ASSIGNED TASK:
You are asked to filter the data below and copy every line holding "usize".

RECORDS TO USE:
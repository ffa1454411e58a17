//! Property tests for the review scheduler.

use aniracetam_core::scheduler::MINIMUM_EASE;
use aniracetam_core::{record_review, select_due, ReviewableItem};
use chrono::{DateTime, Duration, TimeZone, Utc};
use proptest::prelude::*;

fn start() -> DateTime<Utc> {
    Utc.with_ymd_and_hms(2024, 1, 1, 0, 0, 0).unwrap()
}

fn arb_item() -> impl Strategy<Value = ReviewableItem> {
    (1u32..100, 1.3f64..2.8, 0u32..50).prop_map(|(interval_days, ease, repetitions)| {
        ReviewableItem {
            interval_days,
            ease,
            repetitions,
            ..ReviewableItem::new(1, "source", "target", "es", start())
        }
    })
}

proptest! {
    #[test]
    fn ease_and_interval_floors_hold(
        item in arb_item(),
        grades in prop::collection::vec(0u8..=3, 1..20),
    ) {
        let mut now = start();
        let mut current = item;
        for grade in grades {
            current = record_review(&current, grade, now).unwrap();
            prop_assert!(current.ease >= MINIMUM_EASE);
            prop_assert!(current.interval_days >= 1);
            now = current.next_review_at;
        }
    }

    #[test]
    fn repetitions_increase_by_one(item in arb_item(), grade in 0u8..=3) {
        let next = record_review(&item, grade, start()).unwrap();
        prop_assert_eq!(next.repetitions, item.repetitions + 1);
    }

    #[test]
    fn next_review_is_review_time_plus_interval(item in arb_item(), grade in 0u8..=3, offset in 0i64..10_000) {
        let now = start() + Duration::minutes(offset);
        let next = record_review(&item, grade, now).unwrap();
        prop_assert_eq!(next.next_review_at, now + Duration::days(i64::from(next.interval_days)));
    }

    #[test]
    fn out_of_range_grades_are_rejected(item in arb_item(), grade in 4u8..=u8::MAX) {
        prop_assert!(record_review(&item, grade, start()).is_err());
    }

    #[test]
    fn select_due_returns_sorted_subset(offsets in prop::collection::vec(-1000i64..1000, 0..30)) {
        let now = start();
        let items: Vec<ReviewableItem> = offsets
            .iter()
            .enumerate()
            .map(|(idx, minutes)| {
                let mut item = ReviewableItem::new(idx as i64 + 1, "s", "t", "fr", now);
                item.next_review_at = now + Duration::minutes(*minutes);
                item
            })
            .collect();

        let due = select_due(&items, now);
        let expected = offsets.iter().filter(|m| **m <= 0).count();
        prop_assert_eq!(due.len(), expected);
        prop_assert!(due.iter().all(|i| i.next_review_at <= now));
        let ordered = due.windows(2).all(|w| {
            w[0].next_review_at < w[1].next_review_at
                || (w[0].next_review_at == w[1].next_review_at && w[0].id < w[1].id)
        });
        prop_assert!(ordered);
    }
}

--

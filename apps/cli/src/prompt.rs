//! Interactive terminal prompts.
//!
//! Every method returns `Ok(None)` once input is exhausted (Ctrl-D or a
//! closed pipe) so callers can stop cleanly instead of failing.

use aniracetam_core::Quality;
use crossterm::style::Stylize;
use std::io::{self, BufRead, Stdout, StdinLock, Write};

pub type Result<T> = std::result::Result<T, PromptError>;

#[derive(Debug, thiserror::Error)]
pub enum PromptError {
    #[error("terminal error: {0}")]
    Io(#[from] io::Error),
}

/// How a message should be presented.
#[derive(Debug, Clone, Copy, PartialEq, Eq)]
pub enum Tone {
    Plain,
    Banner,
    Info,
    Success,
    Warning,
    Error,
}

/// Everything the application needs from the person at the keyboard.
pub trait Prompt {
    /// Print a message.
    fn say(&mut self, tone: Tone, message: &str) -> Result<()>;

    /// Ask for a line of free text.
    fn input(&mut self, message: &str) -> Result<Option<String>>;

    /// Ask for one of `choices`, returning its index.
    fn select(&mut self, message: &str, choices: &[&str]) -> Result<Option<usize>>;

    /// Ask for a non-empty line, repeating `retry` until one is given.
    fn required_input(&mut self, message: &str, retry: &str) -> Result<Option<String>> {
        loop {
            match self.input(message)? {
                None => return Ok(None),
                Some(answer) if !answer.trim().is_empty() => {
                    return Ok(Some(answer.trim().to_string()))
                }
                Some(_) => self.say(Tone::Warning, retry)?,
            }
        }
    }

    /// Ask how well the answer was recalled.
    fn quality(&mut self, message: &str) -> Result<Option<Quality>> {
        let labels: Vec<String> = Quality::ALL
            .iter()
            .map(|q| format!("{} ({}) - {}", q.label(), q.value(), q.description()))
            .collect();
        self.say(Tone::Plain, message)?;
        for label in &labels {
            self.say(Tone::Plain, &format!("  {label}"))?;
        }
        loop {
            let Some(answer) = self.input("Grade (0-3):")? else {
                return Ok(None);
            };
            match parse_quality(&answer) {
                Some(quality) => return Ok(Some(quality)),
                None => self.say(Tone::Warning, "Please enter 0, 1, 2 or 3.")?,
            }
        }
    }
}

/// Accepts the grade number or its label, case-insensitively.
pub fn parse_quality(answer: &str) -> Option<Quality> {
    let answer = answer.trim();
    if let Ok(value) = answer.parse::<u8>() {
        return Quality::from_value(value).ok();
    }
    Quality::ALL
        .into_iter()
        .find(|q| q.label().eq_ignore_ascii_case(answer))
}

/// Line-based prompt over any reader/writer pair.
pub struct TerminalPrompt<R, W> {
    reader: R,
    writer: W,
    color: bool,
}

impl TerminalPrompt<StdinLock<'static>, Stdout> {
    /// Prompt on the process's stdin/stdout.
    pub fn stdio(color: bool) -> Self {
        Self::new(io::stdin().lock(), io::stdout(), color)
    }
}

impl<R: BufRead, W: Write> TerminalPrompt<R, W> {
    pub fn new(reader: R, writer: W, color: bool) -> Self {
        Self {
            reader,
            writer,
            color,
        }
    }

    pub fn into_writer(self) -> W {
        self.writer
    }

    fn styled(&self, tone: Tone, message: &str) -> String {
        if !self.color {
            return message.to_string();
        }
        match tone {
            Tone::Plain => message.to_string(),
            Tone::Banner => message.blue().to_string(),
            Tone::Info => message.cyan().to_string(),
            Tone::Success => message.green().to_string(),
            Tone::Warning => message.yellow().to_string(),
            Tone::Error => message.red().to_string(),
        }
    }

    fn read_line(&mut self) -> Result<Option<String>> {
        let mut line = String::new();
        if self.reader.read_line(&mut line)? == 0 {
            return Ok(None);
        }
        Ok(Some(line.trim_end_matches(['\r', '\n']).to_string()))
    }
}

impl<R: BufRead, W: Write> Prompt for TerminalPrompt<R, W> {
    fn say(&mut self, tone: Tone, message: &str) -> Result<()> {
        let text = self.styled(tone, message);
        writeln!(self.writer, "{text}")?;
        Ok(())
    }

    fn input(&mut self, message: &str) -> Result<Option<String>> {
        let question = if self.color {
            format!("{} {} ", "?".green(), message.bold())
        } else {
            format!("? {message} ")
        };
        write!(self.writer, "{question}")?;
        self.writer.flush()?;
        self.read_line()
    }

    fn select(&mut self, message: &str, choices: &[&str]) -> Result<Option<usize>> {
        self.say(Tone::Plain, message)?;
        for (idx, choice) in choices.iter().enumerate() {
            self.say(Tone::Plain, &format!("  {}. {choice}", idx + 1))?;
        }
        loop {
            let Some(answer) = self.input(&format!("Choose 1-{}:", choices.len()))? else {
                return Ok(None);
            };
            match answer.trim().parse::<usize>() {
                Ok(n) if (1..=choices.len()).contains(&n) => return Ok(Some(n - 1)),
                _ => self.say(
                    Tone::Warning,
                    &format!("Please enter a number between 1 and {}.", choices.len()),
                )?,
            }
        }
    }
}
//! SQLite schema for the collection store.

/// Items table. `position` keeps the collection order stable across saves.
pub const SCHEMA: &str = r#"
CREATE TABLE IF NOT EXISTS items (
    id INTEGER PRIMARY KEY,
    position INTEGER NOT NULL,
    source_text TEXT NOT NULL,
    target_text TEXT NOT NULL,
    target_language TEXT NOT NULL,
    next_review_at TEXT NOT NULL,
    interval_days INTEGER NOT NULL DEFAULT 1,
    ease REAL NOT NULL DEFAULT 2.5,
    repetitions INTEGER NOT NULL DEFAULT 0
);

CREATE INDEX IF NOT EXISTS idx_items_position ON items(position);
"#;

SOLUTION:
    fn select(&mut self, message: &str, choices: &[&str]) -> Result<Option<usize>>;
    fn select(&mut self, message: &str, choices: &[&str]) -> Result<Option<usize>> {
            match answer.trim().parse::<usize>() {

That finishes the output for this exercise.